You've spent years building your manufacturing operation here in Louisville; refining your floor processes and ensuring your team hits its production quotas. But while you've mastered the physical machinery of your shop, there's a digital engine running behind the scenes, your network, that might be closer to a breakdown than you realize.

The uncomfortable reality is that the very connectivity making your plant more efficient is also making it a massive target. In the time it takes for a shift change at the Ford Truck Plant, a single unpatched vulnerability in your network could bring your entire production line to a screeching halt.

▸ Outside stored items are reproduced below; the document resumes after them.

//! User CRUD endpoint tests.

use http::{Method, StatusCode};
use serde_json::json;

use crate::helpers::TestApp;

#[tokio::test]
async fn test_create_returns_201_with_store_assigned_fields() {
    let app = TestApp::new();

    let (status, body) = app
        .request_json(
            Method::POST,
            "/users",
            Some(json!({ "name": "A", "email": "a@x.com" })),
        )
        .await;

    assert_eq!(status, StatusCode::CREATED);
    assert_eq!(body["name"], "A");
    assert_eq!(body["email"], "a@x.com");
    assert!(body["id"].is_i64(), "id must be store-assigned");
    assert!(body["createdAt"].is_string(), "createdAt must be set");
    assert!(body.get("updatedAt").is_none(), "no update happened yet");
}

#[tokio::test]
async fn test_create_accepts_empty_strings() {
    let app = TestApp::new();

    let (status, body) = app
        .request_json(
            Method::POST,
            "/users",
            Some(json!({ "name": "", "email": "" })),
        )
        .await;

    assert_eq!(status, StatusCode::CREATED);
    assert_eq!(body["name"], "");
    assert_eq!(body["email"], "");
}

#[tokio::test]
async fn test_update_with_only_name_leaves_email_unchanged() {
    let app = TestApp::new();

    let (_, created) = app
        .request_json(
            Method::POST,
            "/users",
            Some(json!({ "name": "A", "email": "a@x.com" })),
        )
        .await;
    let id = created["id"].as_i64().unwrap();

    let (status, updated) = app
        .request_json(
            Method::PUT,
            &format!("/users/{id}"),
            Some(json!({ "name": "B" })),
        )
        .await;

    assert_eq!(status, StatusCode::OK);
    assert_eq!(updated["name"], "B");
    assert_eq!(updated["email"], "a@x.com");
    assert!(updated["updatedAt"].is_string(), "updatedAt set on update");
    assert_eq!(updated["createdAt"], created["createdAt"]);
}

#[tokio::test]
async fn test_get_missing_returns_404() {
    let app = TestApp::new();

    let (status, body) = app.request_json(Method::GET, "/users/42", None).await;

    assert_eq!(status, StatusCode::NOT_FOUND);
    assert_eq!(body["code"], 404);
    assert_eq!(body["message"], "User 42 not found");
}

#[tokio::test]
async fn test_delete_missing_returns_404_with_fixed_message() {
    let app = TestApp::new();

    let (status, body) = app.request_json(Method::DELETE, "/users/42", None).await;

    assert_eq!(status, StatusCode::NOT_FOUND);
    assert_eq!(body, json!({ "code": 404, "message": "User not found" }));
}

#[tokio::test]
async fn test_create_delete_get_roundtrip() {
    let app = TestApp::new();

    let (status, created) = app
        .request_json(
            Method::POST,
            "/users",
            Some(json!({ "name": "A", "email": "a@x.com" })),
        )
        .await;
    assert_eq!(status, StatusCode::CREATED);
    let id = created["id"].as_i64().unwrap();

    let (status, body) = app
        .request(Method::DELETE, &format!("/users/{id}"), None)
        .await;
    assert_eq!(status, StatusCode::NO_CONTENT);
    assert!(body.is_empty(), "delete must return an empty body");

    let (status, _) = app
        .request_json(Method::GET, &format!("/users/{id}"), None)
        .await;
    assert_eq!(status, StatusCode::NOT_FOUND);
}

#[tokio::test]
async fn test_list_defaults_to_ten_records() {
    let app = TestApp::new();

    for i in 0..12 {
        app.request_json(
            Method::POST,
            "/users",
            Some(json!({ "name": format!("u{i}"), "email": format!("u{i}@x.com") })),
        )
        .await;
    }

    let (status, body) = app.request_json(Method::GET, "/users", None).await;

    assert_eq!(status, StatusCode::OK);
    assert_eq!(body.as_array().unwrap().len(), 10);
}

#[tokio::test]
async fn test_list_passes_limit_and_offset_through() {
    let app = TestApp::new();

    for i in 0..5 {
        app.request_json(
            Method::POST,
            "/users",
            Some(json!({ "name": format!("u{i}"), "email": format!("u{i}@x.com") })),
        )
        .await;
    }

    let (status, body) = app
        .request_json(Method::GET, "/users?limit=2&offset=3", None)
        .await;

    assert_eq!(status, StatusCode::OK);
    let users = body.as_array().unwrap();
    assert_eq!(users.len(), 2);
    assert_eq!(users[0]["name"], "u3");
}

#[tokio::test]
async fn test_list_is_empty_array_when_no_records() {
    let app = TestApp::new();

    let (status, body) = app.request_json(Method::GET, "/users", None).await;

    assert_eq!(status, StatusCode::OK);
    assert_eq!(body, json!([]));
}

#[tokio::test]
async fn test_malformed_create_body_returns_400_without_touching_store() {
    let app = TestApp::new();

    let (status, bytes) = app.request_raw(Method::POST, "/users", "{not json").await;

    assert_eq!(status, StatusCode::BAD_REQUEST);
    let body: serde_json::Value = serde_json::from_slice(&bytes).unwrap();
    assert_eq!(body, json!({ "code": 400, "message": "invalid request body" }));
    assert_eq!(app.store.calls(), 0, "store must not be invoked");
}

#[tokio::test]
async fn test_absent_update_body_returns_400_without_touching_store() {
    let app = TestApp::new();

    let (status, bytes) = app.request(Method::PUT, "/users/1", None).await;

    assert_eq!(status, StatusCode::BAD_REQUEST);
    let body: serde_json::Value = serde_json::from_slice(&bytes).unwrap();
    assert_eq!(body["message"], "invalid request body");
    assert_eq!(app.store.calls(), 0, "store must not be invoked");
}

#[tokio::test]
async fn test_store_failure_surfaces_as_500_with_message() {
    let app = TestApp::new();
    app.store.fail_with("connection reset");

    let (status, body) = app.request_json(Method::GET, "/users", None).await;
    assert_eq!(status, StatusCode::INTERNAL_SERVER_ERROR);
    assert_eq!(body, json!({ "code": 500, "message": "connection reset" }));

    let (status, body) = app
        .request_json(
            Method::POST,
            "/users",
            Some(json!({ "name": "A", "email": "a@x.com" })),
        )
        .await;
    assert_eq!(status, StatusCode::INTERNAL_SERVER_ERROR);
    assert_eq!(body["message"], "connection reset");

    let (status, body) = app
        .request_json(Method::PUT, "/users/1", Some(json!({ "name": "B" })))
        .await;
    assert_eq!(status, StatusCode::INTERNAL_SERVER_ERROR);
    assert_eq!(body["message"], "connection reset");
}

#[tokio::test]
async fn test_get_maps_any_store_failure_to_404() {
    let app = TestApp::new();
    app.store.fail_with("connection reset");

    let (status, body) = app.request_json(Method::GET, "/users/1", None).await;

    assert_eq!(status, StatusCode::NOT_FOUND);
    assert_eq!(body, json!({ "code": 404, "message": "connection reset" }));
}

#[tokio::test]
async fn test_delete_failure_carries_prefixed_detail() {
    let app = TestApp::new();
    app.store.fail_with("connection reset");

    let (status, body) = app.request_json(Method::DELETE, "/users/1", None).await;

    assert_eq!(status, StatusCode::INTERNAL_SERVER_ERROR);
    assert_eq!(
        body,
        json!({ "code": 500, "message": "Failed to delete user: connection reset" })
    );
}
//! Database configuration.

use serde::{Deserialize, Serialize};

/// Database connection pool configuration.
#[derive(Debug, Clone, Serialize, Deserialize)]
pub struct DatabaseConfig {
    /// PostgreSQL connection URL.
    pub url: String,
    /// Maximum number of connections in the pool.
    #[serde(default = "default_max_connections")]
    pub max_connections: u32,
    /// Minimum number of connections in the pool.
    #[serde(default = "default_min_connections")]
    pub min_connections: u32,
    /// Connection timeout in seconds.
    #[serde(default = "default_connect_timeout")]
    pub connect_timeout_seconds: u64,
    /// Idle connection timeout in seconds.
    #[serde(default = "default_idle_timeout")]
    pub idle_timeout_seconds: u64,
}

fn default_max_connections() -> u32 {
    20
}

fn default_min_connections() -> u32 {
    5
}

fn default_connect_timeout() -> u64 {
    10
}

fn default_idle_timeout() -> u64 {
    300
}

Requirements of KRS and KCDPA laws

The Targeted Industry: Why Manufacturing Is in the Crosshairs

Manufacturing is no longer just about moving parts. It's about moving data. Unfortunately, cybercriminals have noticed in a big way.

According to the IBM X-Force 2026 Threat Intelligence Index, manufacturing was the most-attacked sector in 2025, accounting for 27.7% of all cyberattacks globally, the highest share ever recorded, and the fifth consecutive year the industry has held that unwanted top spot. No other industry comes close.

Why? Because hackers know that for a manufacturer, downtime isn't just an inconvenience, it's a financial catastrophe. They bank on the fact that you'll pay a ransom just to get the machines moving again. Attacks on manufacturers typically target two things: extortion (forcing a ransom payment) and intellectual property theft (stealing your proprietary processes and designs).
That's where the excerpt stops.